The number of animals and plants waiting to be classified as "protected" under the Endangered Species Act has dropped to an all-time low, according to the latest list released by the U.S. Fish and Wildlife Service and as confirmed by the Center for Biological Diversity.
Currently, there are 60 species in total – 42 animals and 18 plants – that the government agency recognizes as candidates for services under the ESA. Signed into law in 1973, the act aims to provide conservation for species in danger of extinction.
“The Endangered Species Act has prevented the extinction of 99 percent of the plants and animals under its care, but the law only works after species make it onto the list. It’s heartening to see so many more species now getting the protection that will save them,” Tierra Curry, a senior scientist at the Center for Biological Diversity, said in a statement.
The list of candidates at hand is not the same thing as the total number of species for which applications have been submitted for protection. Candidate species have already been screened by the Fish and Wildlife Service and verified as threatened or already endangered. But they do not immediately warrant protection because there are other species ranked as higher priorities.
Historically, due to backlog and delays, more than 40 species have gone extinct while waiting as candidates on the list. A decade ago, there were 286 species on the list and the average wait was 17 years.

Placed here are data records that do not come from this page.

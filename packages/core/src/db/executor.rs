//! QueryExecutor - the seam between statement builders and PostgreSQL
//!
//! Implemented for `tokio_postgres::Client` (a pooled connection, one
//! statement per round trip) and `tokio_postgres::Transaction` (several
//! statements that commit together). Services are generic over it, so the
//! same coordinated operation runs on either.
//!
//! # Wire format
//!
//! Every parameter is declared as `text` when the statement is prepared and
//! converted by the `$n::<type>` cast the builder wrote. Rows come back as a
//! single `json` column (`row_to_json`), decoded into a [`Record`]. The
//! wrapping select sorts by the query's `row_order` columns, if any.

use crate::db::DatabaseError;
use crate::models::{BoundQuery, Record};
use async_trait::async_trait;
use serde_json::Value;
use tokio_postgres::types::{ToSql, Type};
use tokio_postgres::GenericClient;

#[async_trait]
pub trait QueryExecutor: Send + Sync {
    /// Run a statement and return all rows
    async fn fetch_all(&self, query: &BoundQuery) -> Result<Vec<Record>, DatabaseError>;

    /// Run a statement and return the first row, if any
    async fn fetch_optional(&self, query: &BoundQuery) -> Result<Option<Record>, DatabaseError> {
        Ok(self.fetch_all(query).await?.into_iter().next())
    }
}

#[async_trait]
impl QueryExecutor for tokio_postgres::Client {
    async fn fetch_all(&self, query: &BoundQuery) -> Result<Vec<Record>, DatabaseError> {
        run(self, query).await
    }
}

#[async_trait]
impl<'a> QueryExecutor for tokio_postgres::Transaction<'a> {
    async fn fetch_all(&self, query: &BoundQuery) -> Result<Vec<Record>, DatabaseError> {
        run(self, query).await
    }
}

async fn run<C>(client: &C, query: &BoundQuery) -> Result<Vec<Record>, DatabaseError>
where
    C: GenericClient + Sync,
{
    let sql = json_rows(query);
    let params = query.text_params();
    let types = vec![Type::TEXT; params.len()];

    tracing::debug!(sql = %query.sql, binds = params.len(), "executing statement");

    let statement = client.prepare_typed(&sql, &types).await?;
    let refs: Vec<&(dyn ToSql + Sync)> = params
        .iter()
        .map(|p| p as &(dyn ToSql + Sync))
        .collect();
    let rows = client.query(&statement, &refs).await?;

    rows.iter()
        .map(|row| {
            let value: Value = row.try_get(0)?;
            match value {
                Value::Object(record) => Ok(record),
                other => Err(DatabaseError::row_decode(format!(
                    "expected a JSON object, got {other}"
                ))),
            }
        })
        .collect()
}

/// Wrap a statement so each result row is one `json` value
///
/// Data-modifying statements are placed in a CTE (their `RETURNING` rows feed
/// the outer select); queries become a derived table. The outer select is
/// ordered by `row_order`, since the inner `ORDER BY` is not guaranteed to
/// survive the wrapping.
fn json_rows(query: &BoundQuery) -> String {
    let sql = &query.sql;
    let head = sql
        .trim_start()
        .split_whitespace()
        .next()
        .unwrap_or_default()
        .to_ascii_uppercase();

    let mut wrapped = match head.as_str() {
        "INSERT" | "UPDATE" | "DELETE" => {
            format!("WITH q AS ({sql}) SELECT row_to_json(q) FROM q")
        }
        _ => format!("SELECT row_to_json(q) FROM ({sql}) AS q"),
    };

    if !query.row_order.is_empty() {
        let columns: Vec<String> = query.row_order.iter().map(|c| format!("q.{c}")).collect();
        wrapped.push_str(" ORDER BY ");
        wrapped.push_str(&columns.join(", "));
    }
    wrapped
}

#[cfg(test)]
mod tests {
    use super::*;
    use crate::queries;

    #[test]
    fn test_json_rows_wraps_writes_in_cte() {
        assert_eq!(
            json_rows(&BoundQuery::raw("DELETE FROM nodes WHERE id = $1::integer RETURNING *")),
            "WITH q AS (DELETE FROM nodes WHERE id = $1::integer RETURNING *) \
             SELECT row_to_json(q) FROM q"
        );
        assert!(json_rows(&BoundQuery::raw("  insert into t DEFAULT VALUES RETURNING *"))
            .starts_with("WITH q AS ("));
    }

    #[test]
    fn test_json_rows_wraps_reads_as_derived_table() {
        assert_eq!(
            json_rows(&BoundQuery::raw("SELECT * FROM stations LIMIT 50 OFFSET 0")),
            "SELECT row_to_json(q) FROM (SELECT * FROM stations LIMIT 50 OFFSET 0) AS q"
        );
        assert!(json_rows(&BoundQuery::raw("WITH RECURSIVE a AS (SELECT 1) SELECT * FROM a"))
            .starts_with("SELECT row_to_json(q) FROM (WITH RECURSIVE"));
    }

    #[test]
    fn test_json_rows_orders_outer_select() {
        assert_eq!(
            json_rows(&queries::node::select_node_types()),
            "SELECT row_to_json(q) FROM (SELECT name FROM node_types ORDER BY name) AS q \
             ORDER BY q.name"
        );

        let ancestors = json_rows(&queries::node::select_ancestors(5));
        assert!(ancestors.starts_with("SELECT row_to_json(q) FROM (WITH RECURSIVE"));
        assert!(ancestors.ends_with(") AS q ORDER BY q.depth"));

        let relations = json_rows(&queries::relation::select_node_relations());
        assert!(relations.ends_with(" ORDER BY q.owner_type, q.dependent_type"));
    }
}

But in 2011, Fish and Wildlife Service and the Center for Biological Diversity were able to drastically improve the efficiency of the process, allowing the service to address the 757 species that had been under request for protection. Since then, 151 of them have gained final protection.
The latest list of candidates reflects no new species since last year. Two species, however, have been removed from the list – two kinds of anchialine pool shrimp native to Hawaii.
The Endangered Species Act celebrated its 42nd anniversary Monday. The ESA is credited with having saved nearly nearly 1,600 species – 700 animals and 900 plants – from going extinct. Today, there are about 2,215 species listed as endangered or threatened under the act.
Scientists say it may be too soon to assess the effectiveness of the act after only four decades, but many agree that it has struggled to return at-risk populations to sustainable levels. According to Peter Alagona, an associate professor of environmental studies and history at the University of California-Santa Barbara, only about 2 percent of animals under the act have been declared as no longer endangered.
Some Republican lawmakers have cited this fact to recommend overhauling the act and giving states more power over the species that fall within their territory.
"Many people point out that some of the species that have had the most attention and the most resources dedicated to their conservation under the law are still continuing to decline," Mr. Alagona said on a program for Wisconsin Public Radio.
Environmental advocates, on the contrary, say that the act could be strengthened to accommodate more species and give scientists more flexibility in conservation practices. They argue that partisan politics have dissuaded lobbyists from getting an amended bill on the Congress floor again.
“Scientists agree that the planet’s currently undergoing a major extinction crisis, the sixth in Earth’s history,” Ms.Curry said. “The Endangered Species Act is one of the strongest laws any nation has to safeguard biological diversity in the face of ever-increasing threats.”
In addition to the 60 species currently on the candidates list, another 500 are now awaiting review.